Et tout d’abord essayons de déterminer en quoi consiste ce modèle français qui devrait être préservé.

Il est social, économique et politique, bien sûr, mais pas seulement ; il s’exprime aussi, et c’est peut-être même là son trait le plus spécifique, il s’exprime dans les mœurs ; en somme il s’agit d’une culture ; et cette culture est tellement originale qu’on peut poser la question de savoir si elle ne constitue pas, à proprement parler, une civilisation à part entière.

Ce modèle, il faut le dire, est plus dans la tête des Français que dans les institutions dont ils se sont dotés (démocratiquement, paraît-il) ; plus, également, dans l’esprit de cette marée d’anonymes, qui sont la chair et le sang de la nation, et desquels, il ne faut pas hésiter à l’affirmer haut et fort, procède son âme, que dans l’esprit de son élite. Pour une raison très simple : le Français lambda, quand il n’est pas le rejeton d’une famille paysanne, est le descendant d’une famille d’immigrés ; dans l’un et l’autre cas, s’il n’a pas été dévoyé par la compétition et le formatage destiné à faire de lui, en principe, un membre à part entière d’une élite, monolithique, idéologiquement déterminée, il tient de sa culture familiale un besoin ardent d’autonomie, d’indépendance, qu’on confond trop souvent avec de l’individualisme, et qui n’est qu’une aspiration à la liberté (chaque Français est un soldat de Valmy) . Ce Français, est volontiers frondeur ; il soumet à la critique toutes les formes de pouvoir (dont l’élite s’ingénie à le rendre prisonnier) ; il se complet à tourner en dérision ceux qui passent pour être les puissants de ce monde ; même, et surtout, quand ils tiennent de lui leur (pseudo) légitimité ; il a puisé dans la sublime culture nationale (qui n’est pas celle enseignée dans les école supérieures destinées à l’embrigadement de l’élite) un puissant idéal de fraternité ; il croit en l’égalité ; chaque Français, tout bonnement parce qu’il est français, se sent investi d’une mission de défense des droits de l’homme.

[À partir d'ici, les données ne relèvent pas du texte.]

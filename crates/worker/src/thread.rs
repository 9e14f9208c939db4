use std::sync::{Arc, mpsc};
use std::thread;
use std::time::{Duration, Instant};

use chrono::{DateTime, Utc};
use tracing::{debug, info, warn};
use uuid::Uuid;

use crate::error::{WorkerError, WorkerResult};

type Handler<M> = Arc<dyn Fn(M) + Send + Sync + 'static>;

enum Signal<M> {
    Message(M),
    Shutdown,
}

struct Running<M> {
    sender: mpsc::Sender<Signal<M>>,
    join: thread::JoinHandle<()>,
}

/// A restartable background thread that feeds posted messages to a handler.
///
/// Messages are handled one at a time, in the order they were posted.
/// Terminating a worker lets it finish the messages already queued, then joins
/// the thread.
pub struct WorkerThread<M: Send + 'static> {
    id: Uuid,
    entrypoint: String,
    handler: Handler<M>,
    running: Option<Running<M>>,
    started: Option<Instant>,
    created_at: Option<DateTime<Utc>>,
    terminated_at: Option<DateTime<Utc>>,
}

impl<M: Send + 'static> WorkerThread<M> {
    /// A stopped worker with a fresh time-ordered id.
    ///
    /// `entrypoint` labels the worker and names its OS thread.
    pub fn new(entrypoint: impl Into<String>, handler: impl Fn(M) + Send + Sync + 'static) -> Self {
        Self::with_id(Uuid::now_v7(), entrypoint, handler)
    }

    pub fn with_id(id: Uuid, entrypoint: impl Into<String>, handler: impl Fn(M) + Send + Sync + 'static) -> Self {
        Self {
            id,
            entrypoint: entrypoint.into(),
            handler: Arc::new(handler),
            running: None,
            started: None,
            created_at: None,
            terminated_at: None,
        }
    }

    pub fn id(&self) -> Uuid {
        self.id
    }

    pub fn entrypoint(&self) -> &str {
        &self.entrypoint
    }

    /// When the worker was last started.
    pub fn created_at(&self) -> Option<DateTime<Utc>> {
        self.created_at
    }

    /// When the worker was last terminated. Cleared by [`run`](Self::run).
    pub fn terminated_at(&self) -> Option<DateTime<Utc>> {
        self.terminated_at
    }

    /// Whether the thread is up. A thread whose handler panicked is not active.
    pub fn is_active(&self) -> bool {
        self.running.as_ref().is_some_and(|r| !r.join.is_finished())
    }

    /// Time since the worker was last started; zero if it never was.
    pub fn time_active(&self) -> Duration {
        self.started.map(|s| s.elapsed()).unwrap_or_default()
    }

    /// Spawn the thread.
    pub fn run(&mut self) -> WorkerResult<()> {
        if self.entrypoint.trim().is_empty() {
            return Err(WorkerError::MissingEntrypoint);
        }
        if self.running.is_some() {
            return Err(WorkerError::AlreadyRunning(self.id));
        }

        let (sender, receiver) = mpsc::channel::<Signal<M>>();
        let handler = Arc::clone(&self.handler);
        let id = self.id;
        let join = thread::Builder::new()
            .name(self.entrypoint.clone())
            .spawn(move || worker_loop(id, receiver, handler))?;

        self.running = Some(Running { sender, join });
        self.started = Some(Instant::now());
        self.created_at = Some(Utc::now());
        self.terminated_at = None;

        info!(worker_id = %self.id, entrypoint = %self.entrypoint, "worker thread started");
        Ok(())
    }

    /// Queue `message` for the handler.
    pub fn post_message(&self, message: M) -> WorkerResult<()> {
        let running = self.running.as_ref().ok_or(WorkerError::NotRunning(self.id))?;
        running
            .sender
            .send(Signal::Message(message))
            .map_err(|_| WorkerError::Disconnected(self.id))
    }

    /// Stop and join the thread. Returns `false` when nothing was running.
    ///
    /// Blocks until the handler has worked through every message already
    /// queued. A handler that never returns blocks the caller forever, and so
    /// does dropping a running worker.
    pub fn terminate(&mut self) -> bool {
        let Some(running) = self.running.take() else {
            return false;
        };

        // The receiver is gone if the handler panicked; joining still reaps the thread.
        let _ = running.sender.send(Signal::Shutdown);
        if running.join.join().is_err() {
            warn!(worker_id = %self.id, "worker thread panicked");
        }

        self.terminated_at = Some(Utc::now());
        info!(worker_id = %self.id, entrypoint = %self.entrypoint, "worker thread terminated");
        true
    }

    /// Terminate then run again. `Ok(false)` when the worker was not running.
    pub fn restart(&mut self) -> WorkerResult<bool> {
        if !self.terminate() {
            return Ok(false);
        }
        self.run()?;
        Ok(true)
    }
}

impl<M: Send + 'static> Drop for WorkerThread<M> {
    fn drop(&mut self) {
        self.terminate();
    }
}

impl<M: Send + 'static> std::fmt::Debug for WorkerThread<M> {
    fn fmt(&self, f: &mut std::fmt::Formatter<'_>) -> std::fmt::Result {
        f.debug_struct("WorkerThread")
            .field("id", &self.id)
            .field("entrypoint", &self.entrypoint)
            .field("active", &self.is_active())
            .field("created_at", &self.created_at)
            .field("terminated_at", &self.terminated_at)
            .finish_non_exhaustive()
    }
}

fn worker_loop<M>(id: Uuid, receiver: mpsc::Receiver<Signal<M>>, handler: Handler<M>) {
    debug!(worker_id = %id, "worker loop entered");
    for signal in receiver {
        match signal {
            Signal::Message(message) => handler(message),
            Signal::Shutdown => break,
        }
    }
    debug!(worker_id = %id, "worker loop exited");
}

Les institutions politiques et sociales que l’élite a conçues pour le compte du peuple français n’ont pas pu ignorer, du moins pas totalement, cette lame de fond idéologique qui anime en permanence ce peuple et parfois l’ébranle, le soulève, et le porte aux actes de bravoure, et jusqu’à l’héroïsme le plus grand et le plus désintéressé. Les Français depuis 1789 ont entrepris de gravir avec obstination les pentes ardues qui conduisent vers plus de générosité, plus d’humanité ; ils vivent aujourd’hui sous un régime, un modèle, conçu de façon consensuelle, alors que le pays était occupé par les armées étrangères et qu’un gouvernement fantoche, sans aucune assise démocratique, s’évertuait à le rendre docile aux caprices de l’envahisseur ; c’est dans l’adversité qu’a été conçu leur système de sécurité sociale extrêmement astucieux, largement redistributeur, et qui leur sert de bouclier contre les crises économiques (il vient une fois de plus d’en administrer la preuve à l’occasion de la crise financière de 2008) ; les Français y sont attachés ; et aucun homme politique, sur quelque bord de l’échiquier politique qu’il se situe, ne peut s’imaginer pouvoir mettre en œuvre une politique nationale, quelles qu’en soient les motivations, qui aurait la prétention ne pas respecter le pacte social de la nation : le rétablissement de la compétitivité de l’économie nationale ne se fera pas au prix de ce pacte.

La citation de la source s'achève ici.